# Civil Service Updates



## Southside (Sep 4, 2003)

Has anyone noticed their lists moving up due to others being hired or having received cards? I know two towns I selected have sent out cards about a month ago, but the individuals are still on the list.....how long does this usually take?


----------



## CampusOfficer (Dec 29, 2002)

I believe they will stay there until they are appointed.


----------



## Southside (Sep 4, 2003)

If that is the case, it can be awhile with all the steps being followed before the appointments are made.


----------



## PearlOnyx (Jun 28, 2002)

I am still on the list for the city that I already work for.
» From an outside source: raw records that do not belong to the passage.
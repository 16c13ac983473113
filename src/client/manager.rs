use std::collections::VecDeque;

use chrono::{Duration, NaiveDate, NaiveDateTime, Utc};
use tokio::sync::mpsc;

use crate::client::api::TaskApi;
use crate::client::notice::{Notice, NoticeKind};
use crate::client::reminder::ReminderScheduler;
use crate::client::view::{self, Filters};
use crate::domain::error::TaskError;
use crate::domain::task::{DueDate, NewTask, Priority, Task, TaskId, TaskPatch, TaskStatus};

const MAX_NOTICES: usize = 5;

/// The text inputs behind the add and edit forms.
#[derive(Debug, Clone, Default, PartialEq, Eq)]
pub struct TaskForm {
    pub title: String,
    pub description: String,
    pub date: String,
    pub time: String,
    pub priority: Priority,
}

impl TaskForm {
    /// A blank form due tomorrow at 09:00.
    pub fn new_for(today: NaiveDate) -> Self {
        TaskForm {
            date: (today + Duration::days(1)).format("%Y-%m-%d").to_string(),
            time: "09:00".into(),
            ..Default::default()
        }
    }

    pub fn from_task(task: &Task) -> Self {
        let due = task.due_date.naive();
        TaskForm {
            title: task.title.clone(),
            description: task.description.clone().unwrap_or_default(),
            date: due.format("%Y-%m-%d").to_string(),
            time: due.format("%H:%M").to_string(),
            priority: task.priority,
        }
    }

    fn validated(&self) -> Result<(String, String, DueDate), TaskError> {
        let title = self.title.trim();
        if title.is_empty() || self.date.trim().is_empty() || self.time.trim().is_empty() {
            return Err(TaskError::validation("Please fill in all required fields"));
        }
        let due_date = DueDate::from_parts(&self.date, &self.time)?;
        Ok((title.to_string(), self.description.trim().to_string(), due_date))
    }

    pub fn to_new_task(&self) -> Result<NewTask, TaskError> {
        let (title, description, due_date) = self.validated()?;
        Ok(NewTask {
            title,
            description: Some(description),
            due_date,
            priority: self.priority,
            status: TaskStatus::Pending,
        })
    }

    pub fn to_patch(&self) -> Result<TaskPatch, TaskError> {
        let (title, description, due_date) = self.validated()?;
        Ok(TaskPatch {
            title: Some(title),
            description: Some(Some(description)),
            due_date: Some(due_date),
            priority: Some(self.priority),
            ..Default::default()
        })
    }
}

/// Client-side owner of the task list.
///
/// Local state only changes after the backend confirms a mutation; failures
/// become error notices and leave `tasks` untouched.
pub struct TaskListManager<A: TaskApi> {
    api: A,
    tasks: Vec<Task>,
    pub filters: Filters,
    editing: Option<TaskId>,
    pub edit_form: TaskForm,
    reminders: ReminderScheduler,
    reminder_rx: mpsc::UnboundedReceiver<Notice>,
    notices: VecDeque<Notice>,
}

impl<A: TaskApi> TaskListManager<A> {
    pub fn new(api: A) -> Self {
        let (tx, reminder_rx) = mpsc::unbounded_channel();
        Self {
            api,
            tasks: Vec::new(),
            filters: Filters::default(),
            editing: None,
            edit_form: TaskForm::default(),
            reminders: ReminderScheduler::new(tx),
            reminder_rx,
            notices: VecDeque::new(),
        }
    }

    pub fn tasks(&self) -> &[Task] { &self.tasks }

    pub fn task(&self, id: &TaskId) -> Option<&Task> { self.tasks.iter().find(|t| &t.id == id) }

    pub fn editing(&self) -> Option<&TaskId> { self.editing.as_ref() }

    pub fn reminders(&mut self) -> &mut ReminderScheduler { &mut self.reminders }

    pub fn visible(&self, now: NaiveDateTime) -> Vec<&Task> { view::visible_tasks(&self.tasks, &self.filters, now) }

    /// Replaces the local list with the server's. On failure the last good list stays.
    pub async fn load(&mut self, now: NaiveDateTime) {
        match self.api.list().await {
            Ok(tasks) => {
                self.tasks = tasks;
                self.reminders.reschedule_all(&self.tasks, now);
            }
            Err(e) => {
                tracing::error!(error = %e, "failed to load tasks");
                self.notify(Notice::error("Failed to load tasks. Please check if the server is running."));
            }
        }
    }

    pub async fn add(&mut self, form: &TaskForm, now: NaiveDateTime) -> bool {
        let input = match form.to_new_task() {
            Ok(input) => input,
            Err(e) => { self.notify(Notice::error(e.to_string())); return false; }
        };
        match self.api.create(&input).await {
            Ok(task) => {
                self.reminders.schedule(&task, now);
                self.tasks.push(task);
                self.notify(Notice::success("Task added successfully!"));
                true
            }
            Err(e) => {
                tracing::error!(error = %e, "failed to add task");
                self.notify(Notice::error("Failed to add task. Please try again."));
                false
            }
        }
    }

    pub async fn toggle_status(&mut self, id: &TaskId, now: NaiveDateTime) -> bool {
        let Some(task) = self.task(id) else { return false };
        let status = task.status.toggled();
        match self.api.update(id, &TaskPatch::status_change(status, Utc::now())).await {
            Ok(updated) => {
                self.reminders.schedule(&updated, now);
                self.put(updated);
                let message = match status {
                    TaskStatus::Completed => "Task marked as completed!",
                    TaskStatus::Pending => "Task marked as pending!",
                };
                self.notify(Notice::success(message));
                true
            }
            Err(e) => {
                tracing::error!(task_id = %id, error = %e, "failed to update task");
                self.notify(Notice::error("Failed to update task. Please try again."));
                false
            }
        }
    }

    pub async fn delete(&mut self, id: &TaskId) -> bool {
        match self.api.delete(id).await {
            Ok(()) => {
                self.tasks.retain(|t| &t.id != id);
                self.reminders.cancel(id);
                if self.editing.as_ref() == Some(id) { self.close_editor(); }
                self.notify(Notice::success("Task deleted successfully!"));
                true
            }
            Err(e) => {
                tracing::error!(task_id = %id, error = %e, "failed to delete task");
                self.notify(Notice::error("Failed to delete task. Please try again."));
                false
            }
        }
    }

    pub fn open_editor(&mut self, id: &TaskId) -> bool {
        let Some(task) = self.task(id) else { return false };
        self.edit_form = TaskForm::from_task(task);
        self.editing = Some(id.clone());
        true
    }

    pub fn close_editor(&mut self) {
        self.editing = None;
        self.edit_form = TaskForm::default();
    }

    /// Sends the edit form for the task being edited. No-op without an open editor.
    pub async fn save_edit(&mut self, now: NaiveDateTime) -> bool {
        let Some(id) = self.editing.clone() else { return false };
        let patch = match self.edit_form.to_patch() {
            Ok(patch) => patch,
            Err(e) => { self.notify(Notice::error(e.to_string())); return false; }
        };
        match self.api.update(&id, &patch).await {
            Ok(updated) => {
                self.reminders.schedule(&updated, now);
                self.put(updated);
                self.notify(Notice::success("Task updated successfully!"));
                self.close_editor();
                true
            }
            Err(e) => {
                tracing::error!(task_id = %id, error = %e, "failed to save task");
                self.notify(Notice::error("Failed to update task. Please try again."));
                false
            }
        }
    }

    /// Records the aggregate overdue warning, once per call.
    pub fn check_overdue(&mut self, now: NaiveDateTime) -> usize {
        let count = view::overdue_count(&self.tasks, now);
        if let Some(message) = view::overdue_message(count) { self.notify(Notice::warning(message)); }
        count
    }

    /// Moves fired reminders into the notice queue.
    pub fn poll_reminders(&mut self) -> usize {
        let mut fired = 0;
        while let Ok(notice) = self.reminder_rx.try_recv() {
            self.notify(notice);
            fired += 1;
        }
        fired
    }

    /// Oldest first.
    pub fn notices(&self) -> impl DoubleEndedIterator<Item = &Notice> { self.notices.iter() }

    pub fn latest_notice(&self) -> Option<&Notice> { self.notices.back() }

    fn notify(&mut self, notice: Notice) {
        match notice.kind {
            NoticeKind::Error => tracing::warn!(message = %notice.message, "notice"),
            _ => tracing::info!(message = %notice.message, "notice"),
        }
        if self.notices.len() == MAX_NOTICES { self.notices.pop_front(); }
        self.notices.push_back(notice);
    }

    fn put(&mut self, task: Task) {
        match self.tasks.iter_mut().find(|t| t.id == task.id) {
            Some(slot) => *slot = task,
            None => self.tasks.push(task),
        }
    }
}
I've just been too lazy to write a letter to HRD to change my preferences.


----------



## Southside (Sep 4, 2003)

Hey Congrats Pearl,

I thought you were still with the Sheriff's Department.....I know like myself and others, you have been waiting to get on.....best of luck!


----------



## PearlOnyx (Jun 28, 2002)

Shawn,

I still work for the Sheriff's Department full-time. I got appointed as a Reserve in my home town a few months ago. I'm just finishing up my firearms training (I'm Mass Sheriff's Association qualified, not MCJTC, so I had to redo firearms), and I should be out sucking up yet more details soon.


----------